• _Exercise inputs_
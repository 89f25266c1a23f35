// Copyright (c) KAI
// SPDX-License-Identifier: Apache-2.0

//! Train monitoring reference data and the search/filter query over it
//!
//! Trains are fixed for the session; nothing here mutates them.

use chrono::NaiveTime;
use serde::{Deserialize, Serialize};
use std::fmt;
use std::str::FromStr;

use crate::ParseStatusError;

/// Running state of a train
#[derive(Debug, Clone, Copy, PartialEq, Eq, Hash, Serialize, Deserialize)]
#[serde(rename_all = "kebab-case")]
pub enum TrainState {
    OnTime,
    Delayed,
    Arrived,
}

impl TrainState {
    pub fn as_str(&self) -> &'static str {
        match self {
            TrainState::OnTime => "on-time",
            TrainState::Delayed => "delayed",
            TrainState::Arrived => "arrived",
        }
    }

    pub fn label(&self) -> &'static str {
        match self {
            TrainState::OnTime => "On Time",
            TrainState::Delayed => "Delayed",
            TrainState::Arrived => "Arrived",
        }
    }
}

impl fmt::Display for TrainState {
    fn fmt(&self, f: &mut fmt::Formatter<'_>) -> fmt::Result {
        f.write_str(self.as_str())
    }
}

impl FromStr for TrainState {
    type Err = ParseStatusError;

    fn from_str(s: &str) -> Result<Self, Self::Err> {
        match s {
            "on-time" => Ok(TrainState::OnTime),
            "delayed" => Ok(TrainState::Delayed),
            "arrived" => Ok(TrainState::Arrived),
            other => Err(ParseStatusError::new("train", other)),
        }
    }
}

#[derive(Debug, Clone, PartialEq, Eq, Serialize, Deserialize)]
pub struct Train {
    pub id: String,
    pub name: String,
    pub route: String,
    pub last_station: String,
    #[serde(with = "clock_time")]
    pub eta: NaiveTime,
    pub delay_minutes: u32,
    pub status: TrainState,
}

/// Status dropdown on the monitoring page; `"all"` disables the filter.
#[derive(Debug, Clone, Copy, PartialEq, Eq, Default)]
pub enum TrainStatusFilter {
    #[default]
    All,
    Only(TrainState),
}

impl TrainStatusFilter {
    pub fn matches(&self, state: TrainState) -> bool {
        match self {
            TrainStatusFilter::All => true,
            TrainStatusFilter::Only(wanted) => *wanted == state,
        }
    }
}

impl FromStr for TrainStatusFilter {
    type Err = ParseStatusError;

    fn from_str(s: &str) -> Result<Self, Self::Err> {
        if s == "all" {
            return Ok(TrainStatusFilter::All);
        }
        s.parse().map(TrainStatusFilter::Only)
    }
}

impl fmt::Display for TrainStatusFilter {
    fn fmt(&self, f: &mut fmt::Formatter<'_>) -> fmt::Result {
        match self {
            TrainStatusFilter::All => f.write_str("all"),
            TrainStatusFilter::Only(state) => fmt::Display::fmt(state, f),
        }
    }
}

/// Search box text plus status dropdown
#[derive(Debug, Clone, Default, PartialEq, Eq)]
pub struct TrainFilter {
    pub query: String,
    pub status: TrainStatusFilter,
}

impl TrainFilter {
    pub fn new(query: impl Into<String>, status: TrainStatusFilter) -> Self {
        Self {
            query: query.into(),
            status,
        }
    }

    pub fn apply<'a>(&self, trains: &'a [Train]) -> Vec<&'a Train> {
        filter_trains(trains, &self.query, self.status)
    }
}

/// Trains whose name, id or route contains `query` (case-insensitive) and
/// whose state passes `status`, keeping their order.
pub fn filter_trains<'a>(
    trains: &'a [Train],
    query: &str,
    status: TrainStatusFilter,
) -> Vec<&'a Train> {
    let needle = query.to_lowercase();

    trains
        .iter()
        .filter(|train| {
            let matches_search = train.name.to_lowercase().contains(&needle)
                || train.id.to_lowercase().contains(&needle)
                || train.route.to_lowercase().contains(&needle);
            matches_search && status.matches(train.status)
        })
        .collect()
}

// ETA is shown as wall-clock "HH:MM"
mod clock_time {
    use chrono::NaiveTime;
    use serde::{Deserialize, Deserializer, Serializer};

    const FORMAT: &str = "%H:%M";

    pub fn serialize<S: Serializer>(time: &NaiveTime, serializer: S) -> Result<S::Ok, S::Error> {
        serializer.collect_str(&time.format(FORMAT))
    }

    pub fn deserialize<'de, D: Deserializer<'de>>(deserializer: D) -> Result<NaiveTime, D::Error> {
        let raw = String::deserialize(deserializer)?;
        NaiveTime::parse_from_str(&raw, FORMAT).map_err(serde::de::Error::custom)
    }
}

#[cfg(test)]
mod tests {
    use super::*;
    use crate::seed;

    fn ids(trains: &[&Train]) -> Vec<String> {
        trains.iter().map(|t| t.id.clone()).collect()
    }

    #[test]
    fn test_query_matches_name_case_insensitively() {
        let trains = seed::trains();
        let result = filter_trains(&trains, "bima", TrainStatusFilter::All);
        assert_eq!(ids(&result), vec!["KA-002"]);

        let result = filter_trains(&trains, "BIMA", TrainStatusFilter::All);
        assert_eq!(ids(&result), vec!["KA-002"]);
    }

    #[test]
    fn test_empty_query_with_status_filter() {
        let trains = seed::trains();
        let result = filter_trains(&trains, "", TrainStatusFilter::Only(TrainState::Delayed));
        assert_eq!(ids(&result), vec!["KA-002", "KA-004"]);
    }

    #[test]
    fn test_no_match_for_any_filter() {
        let trains = seed::trains();
        for filter in [
            TrainStatusFilter::All,
            TrainStatusFilter::Only(TrainState::OnTime),
            TrainStatusFilter::Only(TrainState::Delayed),
            TrainStatusFilter::Only(TrainState::Arrived),
        ] {
            assert!(filter_trains(&trains, "xyz", filter).is_empty());
        }
    }

    #[test]
    fn test_query_matches_id_and_route() {
        let trains = seed::trains();
        assert_eq!(ids(&filter_trains(&trains, "ka-003", TrainStatusFilter::All)), vec!["KA-003"]);
        assert_eq!(
            ids(&filter_trains(&trains, "malang", TrainStatusFilter::All)),
            vec!["KA-004"]
        );
        // Substring, not prefix
        assert_eq!(
            ids(&filter_trains(&trains, "surabaya", TrainStatusFilter::Only(TrainState::OnTime))),
            vec!["KA-001", "KA-005"]
        );
    }

    #[test]
    fn test_empty_query_and_all_returns_everything() {
        let trains = seed::trains();
        let filter = TrainFilter::default();
        assert_eq!(filter.apply(&trains).len(), trains.len());
    }

    #[test]
    fn test_parse_status_filter() {
        assert_eq!("all".parse::<TrainStatusFilter>(), Ok(TrainStatusFilter::All));
        assert_eq!(
            "on-time".parse::<TrainStatusFilter>(),
            Ok(TrainStatusFilter::Only(TrainState::OnTime))
        );
        assert!("late".parse::<TrainStatusFilter>().is_err());
        assert_eq!(TrainStatusFilter::Only(TrainState::Arrived).to_string(), "arrived");
    }

    #[test]
    fn test_train_serializes_eta_as_clock_time() {
        let trains = seed::trains();
        let json = serde_json::to_value(&trains[0]).unwrap();
        assert_eq!(json["eta"], "14:30");
        assert_eq!(json["status"], "on-time");

        let back: Train = serde_json::from_value(json).unwrap();
        assert_eq!(back, trains[0]);
    }
}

• _Exercise aim_
Scan the lines above for "static", then copy every one that has it.

• _Output for this exercise_
    pub fn as_str(&self) -> &'static str {
    pub fn label(&self) -> &'static str {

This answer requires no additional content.